*TASK GOAL:* Copy exactly, and copy only, the lines from the one bearing "use regex::Regex;" through the final line of the records.

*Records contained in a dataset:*
#[async_trait]
impl ProcessRunner for ToolExecutor {
    async fn run(&self, invocation: ToolInvocation) -> Result<ExecutionOutcome, ToolError> {
        let start = Instant::now();
        let result = self.execute(&invocation).await;
        if let Some(ref metrics) = self.metrics {
            let label = match &result {
                Ok(outcome) => outcome.label(),
                Err(err) => err.kind(),
            };
            metrics.observe(&invocation.tool, label, start.elapsed());
        }
        result
    }
}

/// Map a spawn failure; a missing binary gets its own error kind
fn spawn_error(program: &str, err: io::Error) -> ToolError {
    if err.kind() == io::ErrorKind::NotFound {
        warn!("{} is not installed", program);
        ToolError::NotInstalled {
            binary: program.to_string(),
        }
    } else {
        ToolError::Io(err)
    }
}

/// Hand the child to a background reaper and return immediately
fn detach(mut child: Child, tool: &str) -> Result<ExecutionOutcome, ToolError> {
    let pid = child
        .id()
        .ok_or_else(|| io::Error::other("spawned process has no pid"))?;
    let (tx, rx) = oneshot::channel();
    let tool = tool.to_string();

    tokio::spawn(async move {
        let code = match child.wait().await {
            Ok(status) => status.code(),
            Err(err) => {
                warn!(pid, "Failed to wait on background {}: {}", tool, err);
                None
            }
        };
        info!(pid, "Background {} exited (exit code: {:?})", tool, code);
        let _ = tx.send(code);
    });

    info!(pid, "Detached background process");
    Ok(ExecutionOutcome::Detached(DetachedProcess::new(pid, rx)))
}

/// Shared, size-limited sink for one output stream
#[derive(Debug, Clone)]
struct CaptureBuffer {
    bytes: Arc<Mutex<Vec<u8>>>,
    limit: usize,
}

impl CaptureBuffer {
    fn new(limit: usize) -> Self {
        Self {
            bytes: Arc::new(Mutex::new(Vec::new())),
            limit,
        }
    }

    fn spawn_reader<R>(&self, pipe: R) -> JoinHandle<()>
    where
        R: AsyncRead + Unpin + Send + 'static,
    {
        let sink = self.clone();
        tokio::spawn(async move { sink.fill(pipe).await })
    }

    async fn fill<R: AsyncRead + Unpin>(&self, mut pipe: R) {
        let mut chunk = [0u8; 8192];
        loop {
            match pipe.read(&mut chunk).await {
                Ok(0) => break,
                Ok(n) => self.push(&chunk[..n]),
                Err(err) => {
                    debug!("Pipe read failed: {}", err);
                    break;
                }
            }
        }
    }

    fn push(&self, data: &[u8]) {
        let mut bytes = self.bytes.lock().unwrap_or_else(|e| e.into_inner());
        // Keep one byte past the limit so truncation is detectable
        let room = (self.limit + 1).saturating_sub(bytes.len());
        bytes.extend_from_slice(&data[..data.len().min(room)]);
    }

    fn contents(&self) -> String {
        let bytes = self.bytes.lock().unwrap_or_else(|e| e.into_inner());
        truncate_string(String::from_utf8_lossy(&bytes).into_owned(), self.limit)
    }
}

/// Truncate a string to a maximum length, adding ellipsis if truncated
fn truncate_string(mut s: String, max_len: usize) -> String {
    if s.len() > max_len {
        let mut cut = max_len.saturating_sub(3);
        while !s.is_char_boundary(cut) {
            cut -= 1;
        }
        s.truncate(cut);
        s.push_str("...");
    }
    s
}
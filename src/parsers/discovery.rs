//! `netdiscover -P` output
//!
//! ```text
//!  _____________________________________________________________________________
//!    IP            At MAC Address     Count     Len  MAC Vendor / Hostname
//!  -----------------------------------------------------------------------------
//!  192.168.1.1     08:00:27:aa:bb:cc      1      60  PCS Systemtechnik GmbH
//!
//! -- Active scan completed, 1 Hosts found.
//! ```

use crate::models::{NetworkHost, UNKNOWN};
use lazy_static::lazy_static;
use regex::Regex;
use std::net::Ipv4Addr;

lazy_static! {
    static ref IPV4: Regex =
        Regex::new(r"\b(\d{1,3}\.\d{1,3}\.\d{1,3}\.\d{1,3})\b").expect("static regex");
    static ref MAC: Regex =
        Regex::new(r"\b[0-9A-Fa-f]{2}(?:[:-][0-9A-Fa-f]{2}){5}\b").expect("static regex");
}

/// Columns before the vendor text: IP, MAC, count, length
const VENDOR_COLUMN: usize = 4;

/// Parse discovered hosts, one per line carrying an IPv4 address
pub fn parse_discovery(output: &str) -> Vec<NetworkHost> {
    output
        .lines()
        .filter(|line| !line.trim().is_empty() && !is_header(line))
        .filter_map(parse_host_line)
        .collect()
}

fn is_header(line: &str) -> bool {
    line.contains("IP") && line.contains("MAC")
}

fn parse_host_line(line: &str) -> Option<NetworkHost> {
    let ip = IPV4
        .captures_iter(line)
        .find_map(|c| c[1].parse::<Ipv4Addr>().ok())?;

    let mac = MAC
        .find(line)
        .map(|m| m.as_str().to_string())
        .unwrap_or_else(|| UNKNOWN.to_string());

    let tokens: Vec<&str> = line.split_whitespace().collect();
    let vendor = if tokens.len() > VENDOR_COLUMN {
        tokens[VENDOR_COLUMN..].join(" ")
    } else {
        UNKNOWN.to_string()
    };

    Some(NetworkHost { ip, mac, vendor })
}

*SOLUTION FOR THIS EXERCISE:*
use regex::Regex;
use std::net::Ipv4Addr;

lazy_static! {
    static ref IPV4: Regex =
        Regex::new(r"\b(\d{1,3}\.\d{1,3}\.\d{1,3}\.\d{1,3})\b").expect("static regex");
    static ref MAC: Regex =
        Regex::new(r"\b[0-9A-Fa-f]{2}(?:[:-][0-9A-Fa-f]{2}){5}\b").expect("static regex");
}

/// Columns before the vendor text: IP, MAC, count, length
const VENDOR_COLUMN: usize = 4;

/// Parse discovered hosts, one per line carrying an IPv4 address
pub fn parse_discovery(output: &str) -> Vec<NetworkHost> {
    output
        .lines()
        .filter(|line| !line.trim().is_empty() && !is_header(line))
        .filter_map(parse_host_line)
        .collect()
}

fn is_header(line: &str) -> bool {
    line.contains("IP") && line.contains("MAC")
}

fn parse_host_line(line: &str) -> Option<NetworkHost> {
    let ip = IPV4
        .captures_iter(line)
        .find_map(|c| c[1].parse::<Ipv4Addr>().ok())?;

    let mac = MAC
        .find(line)
        .map(|m| m.as_str().to_string())
        .unwrap_or_else(|| UNKNOWN.to_string());

    let tokens: Vec<&str> = line.split_whitespace().collect();
    let vendor = if tokens.len() > VENDOR_COLUMN {
        tokens[VENDOR_COLUMN..].join(" ")
    } else {
        UNKNOWN.to_string()
    };

    Some(NetworkHost { ip, mac, vendor })
}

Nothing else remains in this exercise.